━━━━━ SUPPLIED RECORDS

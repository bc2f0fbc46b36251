//! Upload and download tokens: single-use, time-limited transfer credentials.

use chrono::{DateTime, Utc};
use serde::{Deserialize, Serialize};
use sqlx::FromRow;
use uuid::Uuid;

/// Credential brokering one upload into a bucket.
///
/// `completed` flips from false to true exactly once; afterwards the token is
/// inert. `token` is the external handle and is unrelated to `id`.
#[derive(Serialize, Deserialize, Clone, FromRow, Debug)]
pub struct UploadToken {
    pub id: Uuid,
    #[serde(skip_serializing)]
    pub token: String,
    pub bucket: String,
    pub parent_folder_id: Option<Uuid>,
    pub object_name: String,
    /// Blob address reserved for the payload before any byte arrives.
    #[serde(skip_serializing)]
    pub storage_key: String,
    pub user_id: String,
    pub app_id: Option<String>,
    pub max_size: i64,
    pub content_type: String,
    pub bytes_uploaded: i64,
    pub completed: bool,
    pub object_id: Option<Uuid>,
    pub expires_at: DateTime<Utc>,
    pub created_at: DateTime<Utc>,
    pub client_ip: Option<String>,
}

impl UploadToken {
    pub fn is_expired(&self, now: DateTime<Utc>) -> bool {
        now > self.expires_at
    }
}

/// Credential brokering one streamed read of an object.
///
/// `started` is claimed once, when a gateway stream opens; `completed` is
/// set when that stream (or a provider callback) reports the bytes served.
#[derive(Serialize, Deserialize, Clone, FromRow, Debug)]
pub struct DownloadToken {
    pub id: Uuid,
    #[serde(skip_serializing)]
    pub token: String,
    pub object_id: Uuid,
    pub bucket: String,
    pub object_name: String,
    pub user_id: String,
    pub file_size: i64,
    pub bytes_served: i64,
    pub started: bool,
    pub completed: bool,
    pub expires_at: DateTime<Utc>,
    pub created_at: DateTime<Utc>,
    pub client_ip: Option<String>,
}

impl DownloadToken {
    pub fn is_expired(&self, now: DateTime<Utc>) -> bool {
        now > self.expires_at
    }
}

/// Fields required to issue an upload token.
#[derive(Clone, Debug)]
pub struct NewUploadToken {
    pub bucket: String,
    pub parent_folder_id: Option<Uuid>,
    pub object_name: String,
    pub storage_key: String,
    pub user_id: String,
    pub app_id: Option<String>,
    pub max_size: i64,
    pub content_type: String,
    pub client_ip: Option<String>,
}

/// Fields required to issue a download token.
#[derive(Clone, Debug)]
pub struct NewDownloadToken {
    pub object_id: Uuid,
    pub bucket: String,
    pub object_name: String,
    pub user_id: String,
    pub file_size: i64,
    pub client_ip: Option<String>,
}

━━━━━━━━━━

### TRY IT
Copy out the full set of entries without altering anything.

### RESULT OF THE TASK
repository bc2f0fbc46b36251
//! Upload and download tokens: single-use, time-limited transfer credentials.

use chrono::{DateTime, Utc};
use serde::{Deserialize, Serialize};
use sqlx::FromRow;
use uuid::Uuid;

/// Credential brokering one upload into a bucket.
///
/// `completed` flips from false to true exactly once; afterwards the token is
/// inert. `token` is the external handle and is unrelated to `id`.
#[derive(Serialize, Deserialize, Clone, FromRow, Debug)]
pub struct UploadToken {
    pub id: Uuid,
    #[serde(skip_serializing)]
    pub token: String,
    pub bucket: String,
    pub parent_folder_id: Option<Uuid>,
    pub object_name: String,
    /// Blob address reserved for the payload before any byte arrives.
    #[serde(skip_serializing)]
    pub storage_key: String,
    pub user_id: String,
    pub app_id: Option<String>,
    pub max_size: i64,
    pub content_type: String,
    pub bytes_uploaded: i64,
    pub completed: bool,
    pub object_id: Option<Uuid>,
    pub expires_at: DateTime<Utc>,
    pub created_at: DateTime<Utc>,
    pub client_ip: Option<String>,
}

impl UploadToken {
    pub fn is_expired(&self, now: DateTime<Utc>) -> bool {
        now > self.expires_at
    }
}

/// Credential brokering one streamed read of an object.
///
/// `started` is claimed once, when a gateway stream opens; `completed` is
/// set when that stream (or a provider callback) reports the bytes served.
#[derive(Serialize, Deserialize, Clone, FromRow, Debug)]
pub struct DownloadToken {
    pub id: Uuid,
    #[serde(skip_serializing)]
    pub token: String,
    pub object_id: Uuid,
    pub bucket: String,
    pub object_name: String,
    pub user_id: String,
    pub file_size: i64,
    pub bytes_served: i64,
    pub started: bool,
    pub completed: bool,
    pub expires_at: DateTime<Utc>,
    pub created_at: DateTime<Utc>,
    pub client_ip: Option<String>,
}

impl DownloadToken {
    pub fn is_expired(&self, now: DateTime<Utc>) -> bool {
        now > self.expires_at
    }
}

/// Fields required to issue an upload token.
#[derive(Clone, Debug)]
pub struct NewUploadToken {
    pub bucket: String,
    pub parent_folder_id: Option<Uuid>,
    pub object_name: String,
    pub storage_key: String,
    pub user_id: String,
    pub app_id: Option<String>,
    pub max_size: i64,
    pub content_type: String,
    pub client_ip: Option<String>,
}

/// Fields required to issue a download token.
#[derive(Clone, Debug)]
pub struct NewDownloadToken {
    pub object_id: Uuid,
    pub bucket: String,
    pub object_name: String,
    pub user_id: String,
    pub file_size: i64,
    pub client_ip: Option<String>,
}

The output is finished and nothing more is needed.